Records contained in a dataset
//! Exclusion pattern matching against paths relative to the packaging root.
//!
//! A pattern excludes a file when any of these tiers match, checked in order:
//!
//! 1. Directory anchor: a pattern ending in `/` excludes everything below a
//!    root-relative directory of that name (`dist/` excludes `dist/app.js`).
//! 2. Whole-path glob: the glob is applied to the full relative path. `*`
//!    spans `/`, so `*.log` matches `logs/a/b.log`.
//! 3. Basename glob: the glob is applied to the final path component.
//! 4. Segment window: the pattern's `k` segments are compared against every
//!    run of `k` consecutive path segments, so `build/output` matches
//!    `src/build/output/file.txt` and `node_modules` matches
//!    `web/node_modules/pkg/index.js`.
//!
//! Patterns never re-include files. Order only decides which pattern is
//! reported as the match, not whether a file is excluded.

use glob::MatchOptions;
use glob::Pattern;
use std::fmt;
use std::path::Component;
use std::path::Path;

/// Options shared by every match tier.
const MATCH_OPTIONS: MatchOptions = MatchOptions {
    case_sensitive: true,
    require_literal_separator: false,
    require_literal_leading_dot: false,
};

/// Compiled form of a glob. Patterns the glob engine rejects (an unclosed
/// `[`, a `**` glued to other characters) compare literally instead.
#[derive(Debug, Clone)]
enum Glob {
    Pattern(Pattern),
    Literal(String),
}

impl Glob {
    fn compile(raw: &str) -> Self {
        Pattern::new(raw).map_or_else(|_| Self::Literal(raw.to_string()), Self::Pattern)
    }

    fn matches(&self, candidate: &str) -> bool {
        match self {
            Self::Pattern(pattern) => pattern.matches_with(candidate, MATCH_OPTIONS),
            Self::Literal(literal) => literal == candidate,
        }
    }
}

/// A single exclusion rule.
///
/// # Examples
///
/// ```
/// use skillpack_core::ExclusionPattern;
///
/// let pattern = ExclusionPattern::new("build/");
/// assert!(pattern.is_directory_anchor());
/// assert!(pattern.matches("build/out.bin"));
/// assert!(!pattern.matches("notes.md"));
///
/// let pattern = ExclusionPattern::new("*.pyc");
/// assert!(pattern.matches("scripts/__pycache__/run.pyc"));
/// ```
#[derive(Debug, Clone)]
pub struct ExclusionPattern {
    raw: String,
    glob: Glob,
    segments: usize,
}

impl ExclusionPattern {
    /// Compiles a pattern.
    #[must_use]
    pub fn new(raw: impl Into<String>) -> Self {
        let raw = raw.into();
        let glob = Glob::compile(&raw);
        let segments = raw.split('/').count();
        Self {
            raw,
            glob,
            segments,
        }
    }

    /// Returns the pattern as written in the rules file.
    #[must_use]
    pub fn as_str(&self) -> &str {
        &self.raw
    }

    /// Returns `true` if the pattern names a directory (ends with `/`).
    #[must_use]
    pub fn is_directory_anchor(&self) -> bool {
        self.raw.ends_with('/')
    }

    /// Returns `true` if the pattern matches a `/`-joined relative path.
    #[must_use]
    pub fn matches(&self, rel_path: &str) -> bool {
        self.matches_directory_anchor(rel_path)
            || self.glob.matches(rel_path)
            || self.glob.matches(basename(rel_path))
            || self.matches_segment_window(rel_path)
    }

    fn matches_directory_anchor(&self, rel_path: &str) -> bool {
        let Some(directory) = self.raw.strip_suffix('/') else {
            return false;
        };
        rel_path.starts_with(&self.raw) || rel_path == directory
    }

    fn matches_segment_window(&self, rel_path: &str) -> bool {
        let parts: Vec<&str> = rel_path.split('/').collect();
        if parts.len() < self.segments {
            return false;
        }
        parts
            .windows(self.segments)
            .any(|window| self.glob.matches(&window.join("/")))
    }
}

impl fmt::Display for ExclusionPattern {
    fn fmt(&self, f: &mut fmt::Formatter<'_>) -> fmt::Result {
        f.write_str(&self.raw)
    }
}

impl From<&str> for ExclusionPattern {
    fn from(raw: &str) -> Self {
        Self::new(raw)
    }
}

impl From<String> for ExclusionPattern {
    fn from(raw: String) -> Self {
        Self::new(raw)
    }
}

fn basename(rel_path: &str) -> &str {
    rel_path.rsplit_once('/').map_or(rel_path, |(_, name)| name)
}

/// Expresses `path` relative to `root` as `/`-joined components.
///
/// Returns `None` if `path` is not under `root`.
///
/// # Examples
///
/// ```
/// use skillpack_core::matcher::relative_path;
/// use std::path::Path;
///
/// let rel = relative_path(Path::new("/skills/demo/scripts/run.py"), Path::new("/skills/demo"));
/// assert_eq!(rel.as_deref(), Some("scripts/run.py"));
///
/// assert_eq!(relative_path(Path::new("/etc/passwd"), Path::new("/skills/demo")), None);
/// ```
#[must_use]
pub fn relative_path(path: &Path, root: &Path) -> Option<String> {
    let relative = path.strip_prefix(root).ok()?;
    let parts: Vec<_> = relative
        .components()
        .filter_map(|component| match component {
            Component::Normal(part) => Some(part.to_string_lossy()),
            _ => None,
        })
        .collect();
    Some(parts.join("/"))
}

/// Returns the first pattern that excludes `path`, if any.
#[must_use]
pub fn matching_pattern<'a>(
    path: &Path,
    root: &Path,
    patterns: &'a [ExclusionPattern],
) -> Option<&'a ExclusionPattern> {
    if patterns.is_empty() {
        return None;
    }
    let rel_path = relative_path(path, root)?;
    patterns.iter().find(|pattern| pattern.matches(&rel_path))
}

/// Decides whether `path` is excluded from the archive rooted at `root`.
///
/// Files outside `root` are never excluded.
///
/// # Examples
///
/// ```
/// use skillpack_core::ExclusionPattern;
/// use skillpack_core::matcher::is_excluded;
/// use std::path::Path;
///
/// let patterns = vec![ExclusionPattern::new("build/"), ExclusionPattern::new("*.tmp")];
/// let root = Path::new("/skills/demo");
///
/// assert!(is_excluded(Path::new("/skills/demo/build/out.bin"), root, &patterns));
/// assert!(is_excluded(Path::new("/skills/demo/cache/x.tmp"), root, &patterns));
/// assert!(!is_excluded(Path::new("/skills/demo/SKILL.md"), root, &patterns));
/// ```
#[must_use]
pub fn is_excluded(path: &Path, root: &Path, patterns: &[ExclusionPattern]) -> bool {
    matching_pattern(path, root, patterns).is_some()
}

#[cfg(test)]
mod tests {
    use super::*;

    fn patterns(raw: &[&str]) -> Vec<ExclusionPattern> {
        raw.iter().copied().map(ExclusionPattern::new).collect()
    }

    #[test]
    fn test_directory_anchor_matches_contents() {
        let pattern = ExclusionPattern::new("build/");
        assert!(pattern.matches("build/out.bin"));
        assert!(pattern.matches("build/nested/deep/file.txt"));
        assert!(!pattern.matches("builder/out.bin"));
    }

    #[test]
    fn test_directory_anchor_is_root_relative() {
        let pattern = ExclusionPattern::new("build/");
        assert!(!pattern.matches("src/build/out.bin"));
    }

    #[test]
    fn test_directory_anchor_with_nested_prefix() {
        let pattern = ExclusionPattern::new("assets/raw/");
        assert!(pattern.matches("assets/raw/img.psd"));
        assert!(!pattern.matches("assets/final/img.png"));
    }

    #[test]
    fn test_whole_path_star_spans_separators() {
        let pattern = ExclusionPattern::new("docs/*.md");
        assert!(pattern.matches("docs/guide.md"));
        assert!(pattern.matches("docs/sub/guide.md"));
        assert!(!pattern.matches("docs/guide.txt"));
    }

    #[test]
    fn test_basename_match_at_any_depth() {
        let pattern = ExclusionPattern::new("*.pyc");
        assert!(pattern.matches("run.pyc"));
        assert!(pattern.matches("scripts/__pycache__/run.pyc"));
        assert!(!pattern.matches("scripts/run.py"));
    }

    #[test]
    fn test_question_mark_matches_single_character() {
        let pattern = ExclusionPattern::new("?.txt");
        assert!(pattern.matches("a.txt"));
        assert!(pattern.matches("dir/b.txt"));
        assert!(!pattern.matches("ab.txt"));
    }

    #[test]
    fn test_segment_window_matches_unanchored_path() {
        let pattern = ExclusionPattern::new("build/output");
        assert!(pattern.matches("src/build/output/file.txt"));
        assert!(pattern.matches("build/output"));
        assert!(!pattern.matches("src/build/other/file.txt"));
    }

    #[test]
    fn test_single_segment_matches_directory_at_any_depth() {
        let pattern = ExclusionPattern::new("node_modules");
        assert!(pattern.matches("node_modules/pkg/index.js"));
        assert!(pattern.matches("web/node_modules/pkg/index.js"));
        assert!(!pattern.matches("web/modules/index.js"));
    }

    #[test]
    fn test_segment_window_longer_than_path() {
        let pattern = ExclusionPattern::new("a/b/c");
        assert!(!pattern.matches("a/b"));
    }

    #[test]
    fn test_invalid_glob_compares_literally() {
        let pattern = ExclusionPattern::new("[draft");
        assert!(pattern.matches("[draft"));
        assert!(pattern.matches("notes/[draft"));
        assert!(!pattern.matches("draft"));
    }

    #[test]
    fn test_matching_is_case_sensitive() {
        let pattern = ExclusionPattern::new("*.MD");
        assert!(!pattern.matches("notes.md"));
    }

    #[test]
    fn test_relative_path_joins_with_forward_slash() {
        let rel = relative_path(Path::new("/root/skill/a/b/c.txt"), Path::new("/root/skill"));
        assert_eq!(rel.as_deref(), Some("a/b/c.txt"));
    }

    #[test]
    fn test_relative_path_of_root_is_empty() {
        let rel = relative_path(Path::new("/root/skill"), Path::new("/root/skill"));
        assert_eq!(rel.as_deref(), Some(""));
    }

    #[test]
    fn test_is_excluded_outside_root_is_false() {
        let rules = patterns(&["*"]);
        assert!(!is_excluded(
            Path::new("/elsewhere/file.txt"),
            Path::new("/root/skill"),
            &rules
        ));
    }

    #[test]
    fn test_is_excluded_without_patterns() {
        assert!(!is_excluded(
            Path::new("/root/skill/build/out.bin"),
            Path::new("/root/skill"),
            &[]
        ));
    }

    #[test]
    fn test_matching_pattern_reports_first_match() {
        let rules = patterns(&["*.md", "notes.md"]);
        let hit = matching_pattern(
            Path::new("/root/skill/notes.md"),
            Path::new("/root/skill"),
            &rules,
        );
        assert_eq!(hit.map(ExclusionPattern::as_str), Some("*.md"));
    }

    #[test]
    fn test_display_round_trips_raw_text() {
        assert_eq!(ExclusionPattern::new("dist/").to_string(), "dist/");
    }
}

### What to do
Transcribe verbatim. Cover the lines from the first line of the entries above to the line containing "everything below a", inclusive.

### Written reply
//! Exclusion pattern matching against paths relative to the packaging root.
//!
//! A pattern excludes a file when any of these tiers match, checked in order:
//!
//! 1. Directory anchor: a pattern ending in `/` excludes everything below a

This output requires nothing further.